Ipuky’s eyes seemed sightless. ‘My children are young. All are under seven years old. My Chief Wife saw nothing, knows nothing. Iritnefert was not her daughter. If you want to find out about her character, you must ask her mother, and she is in the Delta.’

Huy glanced at the wall painting. ‘She was in the City of the Horizon with you?’

‘Of course,’ a hint of impatience in the voice now. ‘And when the city fell and she decided that my fate was no longer one she chose to share, she returned to Buto. Do not draw any conclusions from the painting. I had it done to remind me of a mistake from which I have learnt much, and of an ending which I have no cause to regret.’

‘What was Iritnefert’s mother like?’ asked Huy.

Ipuky turned his gaze slowly to Taheb. ‘A fire that could burn in water, would you not say?’

Taheb lowered her eyes.

‘And only Paheri could control it,’ Huy spoke into the silence.

Ipuky was caught too off guard to conceal his reaction. He glared at Taheb.

‘Did you tell him?’

‘It doesn’t matter,’ said Huy. ‘I was in the City of the Horizon. Taheb was not. What happened to your sons?’

‘Clearly you know.’

‘I know that Paheri stayed with your first wife, and that your second son was lost when the northern empire collapsed.’

Ipuky looked grim. ‘That is true, and that is all there is to say. They are both dead now.’

‘Are you sure? They were loyal servants of the old king, but they were also your children.’

Ipuky looked at him with hatred. ‘They are dead to me. I do not even acknowledge them as my own.’

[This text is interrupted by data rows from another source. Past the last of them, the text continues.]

//! Core user types and enums

use crate::utils::error::BoardError;
use serde::{Deserialize, Serialize};
use uuid::Uuid;

/// User account
///
/// Identity fields only; credentials, preferences, and usage tracking live
/// with the session/identity collaborator that supplies this value.
#[derive(Debug, Clone, Serialize, Deserialize)]
pub struct User {
    /// Unique user id
    pub id: Uuid,
    /// Username (unique)
    pub username: String,
    /// Email address (unique)
    pub email: String,
    /// Display name
    pub display_name: Option<String>,
    /// User role
    pub role: Role,
    /// User status
    pub status: UserStatus,
    /// Last login timestamp
    pub last_login_at: Option<chrono::DateTime<chrono::Utc>>,
}

impl User {
    /// Create an active user with a fresh id
    pub fn new<S: Into<String>>(username: S, email: S, role: Role) -> Self {
        Self {
            id: Uuid::new_v4(),
            username: username.into(),
            email: email.into(),
            display_name: None,
            role,
            status: UserStatus::Active,
            last_login_at: None,
        }
    }
}

/// Canonical user role
///
/// The single role vocabulary for the dashboard. Capability grants are keyed
/// by this enum; toolbar and resource tables are keyed by the coarser
/// [`RoleGroup`] every role maps onto via [`Role::group`].
#[derive(Debug, Clone, Copy, PartialEq, Eq, Hash, Serialize, Deserialize)]
#[serde(rename_all = "snake_case")]
pub enum Role {
    /// Chief executive
    Ceo,
    /// System administrator
    Administrator,
    /// Accountant
    Accountant,
    /// Head of the design department
    HeadOfDesign,
    /// Designer
    Designer,
    /// IT manager
    ItManager,
    /// IT technical staff
    ItTechnicalStaff,
    /// Event team lead
    TeamLead,
    /// Event coordinator
    EventCoordinator,
    /// Marketing staff
    MarketingStaff,
    /// Logistics staff
    LogisticsStaff,
    /// Sales representative (account executive)
    SalesRepresentative,
    /// Production staff
    ProductionStaff,
    /// Accreditation staff
    AccreditationStaff,
}

impl Role {
    /// The coarse toolbar group this role belongs to
    ///
    /// Total and surjective: every role resolves to exactly one group, and
    /// every group is reachable. Staff roles without a group of their own
    /// fold into the department that owns their toolbar surface
    /// (accreditation and production staff work the event-operations desks,
    /// so they land in [`RoleGroup::Logistics`]).
    pub fn group(&self) -> RoleGroup {
        match self {
            Role::Ceo => RoleGroup::Ceo,
            Role::Administrator => RoleGroup::Admin,
            Role::Accountant => RoleGroup::Finance,
            Role::HeadOfDesign | Role::Designer => RoleGroup::Designer,
            Role::ItManager | Role::ItTechnicalStaff => RoleGroup::It,
            Role::TeamLead | Role::EventCoordinator => RoleGroup::TeamLead,
            Role::MarketingStaff => RoleGroup::Marketing,
            Role::LogisticsStaff | Role::ProductionStaff | Role::AccreditationStaff => {
                RoleGroup::Logistics
            }
            Role::SalesRepresentative => RoleGroup::Ae,
        }
    }
}

impl std::fmt::Display for Role {
    fn fmt(&self, f: &mut std::fmt::Formatter<'_>) -> std::fmt::Result {
        let name = match self {
            Role::Ceo => "ceo",
            Role::Administrator => "administrator",
            Role::Accountant => "accountant",
            Role::HeadOfDesign => "head_of_design",
            Role::Designer => "designer",
            Role::ItManager => "it_manager",
            Role::ItTechnicalStaff => "it_technical_staff",
            Role::TeamLead => "team_lead",
            Role::EventCoordinator => "event_coordinator",
            Role::MarketingStaff => "marketing_staff",
            Role::LogisticsStaff => "logistics_staff",
            Role::SalesRepresentative => "sales_representative",
            Role::ProductionStaff => "production_staff",
            Role::AccreditationStaff => "accreditation_staff",
        };
        write!(f, "{}", name)
    }
}

impl std::str::FromStr for Role {
    type Err = BoardError;

    /// Parse a canonical role name or one of the legacy coarse spellings
    ///
    /// The legacy toolbar vocabulary (`admin`, `ae`, `it`, `finance`,
    /// `marketing`, `logistics`) is accepted here and nowhere else; inside
    /// the crate only the canonical enum circulates.
    fn from_str(s: &str) -> Result<Self, Self::Err> {
        match s {
            "ceo" => Ok(Role::Ceo),
            "administrator" => Ok(Role::Administrator),
            "accountant" => Ok(Role::Accountant),
            "head_of_design" => Ok(Role::HeadOfDesign),
            "designer" => Ok(Role::Designer),
            "it_manager" => Ok(Role::ItManager),
            "it_technical_staff" => Ok(Role::ItTechnicalStaff),
            "team_lead" => Ok(Role::TeamLead),
            "event_coordinator" => Ok(Role::EventCoordinator),
            "marketing_staff" => Ok(Role::MarketingStaff),
            "logistics_staff" => Ok(Role::LogisticsStaff),
            "sales_representative" => Ok(Role::SalesRepresentative),
            "production_staff" => Ok(Role::ProductionStaff),
            "accreditation_staff" => Ok(Role::AccreditationStaff),
            // Legacy toolbar spellings
            "admin" => Ok(Role::Administrator),
            "finance" => Ok(Role::Accountant),
            "it" => Ok(Role::ItTechnicalStaff),
            "ae" => Ok(Role::SalesRepresentative),
            "marketing" => Ok(Role::MarketingStaff),
            "logistics" => Ok(Role::LogisticsStaff),
            other => Err(BoardError::unknown_role(other)),
        }
    }
}

/// Coarse toolbar role group
///
/// Keys the role-permission and resource-access tables and the
/// `required_roles` lists of the toolbar tree.
#[derive(Debug, Clone, Copy, PartialEq, Eq, Hash, Serialize, Deserialize)]
#[serde(rename_all = "snake_case")]
pub enum RoleGroup {
    /// Chief executive
    Ceo,
    /// Administration
    Admin,
    /// Marketing department
    Marketing,
    /// Account executives
    Ae,
    /// Design department
    Designer,
    /// Event operations and logistics
    Logistics,
    /// IT department
    It,
    /// Event team leads
    TeamLead,
    /// Finance department
    Finance,
}

impl RoleGroup {
    /// All toolbar groups, in declaration order
    pub const ALL: [RoleGroup; 9] = [
        RoleGroup::Ceo,
        RoleGroup::Admin,
        RoleGroup::Marketing,
        RoleGroup::Ae,
        RoleGroup::Designer,
        RoleGroup::Logistics,
        RoleGroup::It,
        RoleGroup::TeamLead,
        RoleGroup::Finance,
    ];
}

impl std::fmt::Display for RoleGroup {
    fn fmt(&self, f: &mut std::fmt::Formatter<'_>) -> std::fmt::Result {
        let name = match self {
            RoleGroup::Ceo => "ceo",
            RoleGroup::Admin => "admin",
            RoleGroup::Marketing => "marketing",
            RoleGroup::Ae => "ae",
            RoleGroup::Designer => "designer",
            RoleGroup::Logistics => "logistics",
            RoleGroup::It => "it",
            RoleGroup::TeamLead => "team_lead",
            RoleGroup::Finance => "finance",
        };
        write!(f, "{}", name)
    }
}

impl std::str::FromStr for RoleGroup {
    type Err = BoardError;

    fn from_str(s: &str) -> Result<Self, Self::Err> {
        match s {
            "ceo" => Ok(RoleGroup::Ceo),
            "admin" => Ok(RoleGroup::Admin),
            "marketing" => Ok(RoleGroup::Marketing),
            "ae" => Ok(RoleGroup::Ae),
            "designer" => Ok(RoleGroup::Designer),
            "logistics" => Ok(RoleGroup::Logistics),
            "it" => Ok(RoleGroup::It),
            "team_lead" => Ok(RoleGroup::TeamLead),
            "finance" => Ok(RoleGroup::Finance),
            other => Err(BoardError::unknown_role(other)),
        }
    }
}

/// User status
#[derive(Debug, Clone, Copy, PartialEq, Eq, Serialize, Deserialize)]
#[serde(rename_all = "snake_case")]
pub enum UserStatus {
    /// Active user
    Active,
    /// Inactive user
    Inactive,
    /// Suspended user
    Suspended,
}
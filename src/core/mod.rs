//! Core functionality

pub mod models;
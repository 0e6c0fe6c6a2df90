//! Core data models

pub mod user;

pub use user::{Role, RoleGroup, User, UserStatus};
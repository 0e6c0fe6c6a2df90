//! Configuration model types

use serde::{Deserialize, Serialize};
use tracing::warn;

use crate::core::models::{Role, RoleGroup};
use crate::utils::logging::LogLevel;

/// Access control configuration
#[derive(Debug, Clone, Serialize, Deserialize)]
pub struct AccessConfig {
    /// Enable access control
    #[serde(default = "default_true")]
    pub enabled: bool,
    /// Default role for new sign-ins
    #[serde(default = "default_role")]
    pub default_role: String,
    /// Role groups treated as administrators
    #[serde(default = "default_admin_roles")]
    pub admin_roles: Vec<String>,
}

impl Default for AccessConfig {
    fn default() -> Self {
        Self {
            enabled: true,
            default_role: default_role(),
            admin_roles: default_admin_roles(),
        }
    }
}

impl AccessConfig {
    /// Merge access configurations
    pub fn merge(mut self, other: Self) -> Self {
        if !other.enabled {
            self.enabled = other.enabled;
        }
        if other.default_role != default_role() {
            self.default_role = other.default_role;
        }
        if other.admin_roles != default_admin_roles() {
            self.admin_roles = other.admin_roles;
        }
        self
    }

    /// Validate access configuration
    pub fn validate(&self) -> Result<(), String> {
        self.default_role
            .parse::<Role>()
            .map_err(|_| format!("Unknown default role: {}", self.default_role))?;

        for role in &self.admin_roles {
            role.parse::<RoleGroup>()
                .map_err(|_| format!("Unknown admin role group: {}", role))?;
        }

        if self.admin_roles.is_empty() {
            return Err("At least one admin role group is required".to_string());
        }

        Ok(())
    }
}

/// Logging configuration
#[derive(Debug, Clone, Serialize, Deserialize)]
pub struct LoggingConfig {
    /// Log verbosity level
    #[serde(default = "default_log_level")]
    pub level: String,
}

impl Default for LoggingConfig {
    fn default() -> Self {
        Self {
            level: default_log_level(),
        }
    }
}

impl LoggingConfig {
    /// Merge logging configurations
    pub fn merge(mut self, other: Self) -> Self {
        if other.level != default_log_level() {
            self.level = other.level;
        }
        self
    }

    /// Validate logging configuration
    pub fn validate(&self) -> Result<(), String> {
        self.level
            .parse::<LogLevel>()
            .map(|_| ())
            .map_err(|_| format!("Invalid log level: {}", self.level))
    }
}

/// Warn about permissive configuration
pub fn warn_permissive_config(config: &AccessConfig) {
    if !config.enabled {
        warn!(
            "Access control is disabled! Every permission check will grant. Enable it before deploying outside local development."
        );
    }
}

fn default_true() -> bool {
    true
}

fn default_role() -> String {
    "logistics_staff".to_string()
}

fn default_admin_roles() -> Vec<String> {
    vec!["admin".to_string(), "ceo".to_string()]
}

fn default_log_level() -> String {
    "info".to_string()
}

‘What is in his heart?’ Huy asked as they left. They had seen little of the house apart from a gloomy garden and a long corridor which led from the entrance hall to the room in which they had been received. All the doors off it had been closed, and the only light came from the open archways at its beginning and end.

‘Nothing. Stones,’ Taheb answered. Her voice was weary. ‘It is a miracle a man like that has any children at all.’ Taheb smiled thinly. ‘You are wrong. Look at how he described his wife.’

‘What?’

‘She didn’t leave him because his star had fallen; she knew well enough that he was the kind of man who’d recover. But the collapse of the City of the Horizon gave her the chance to escape. He would never have let her go if he hadn’t been distracted by his own interests. His second marriage is a marriage of conformity. Its children are the children of duty.’

‘How do you know?’

‘Ipuky’s new Chief Wife is the daughter of a colleague of his. She is fifteen years his junior, and little more than a housekeeper and unpaid bedslave. She is a human letter of partnership between two businessmen. Iritnefert’s mother, if you can believe it, could make Ipuky burn.’

‘Why didn’t Iritnefert live with her?’

‘That was Ipuky’s way of punishing her. And torturing himself, I think. Iritnefert looked like her mother, had the same temperament. She was also the price her mother had to pay for her freedom.’ Taheb paused. ‘He was lying about the painting on the wall. That is a torture, too,’ she added. ‘Then why does he have it there?’

‘Ask the gods. They made us this way.’

‘Do you think he loved his sons?’

‘He only loved Iritnefert’s mother. That was all the love he had to give. To others, he would give something called love; but it was only a reward for loyalty.’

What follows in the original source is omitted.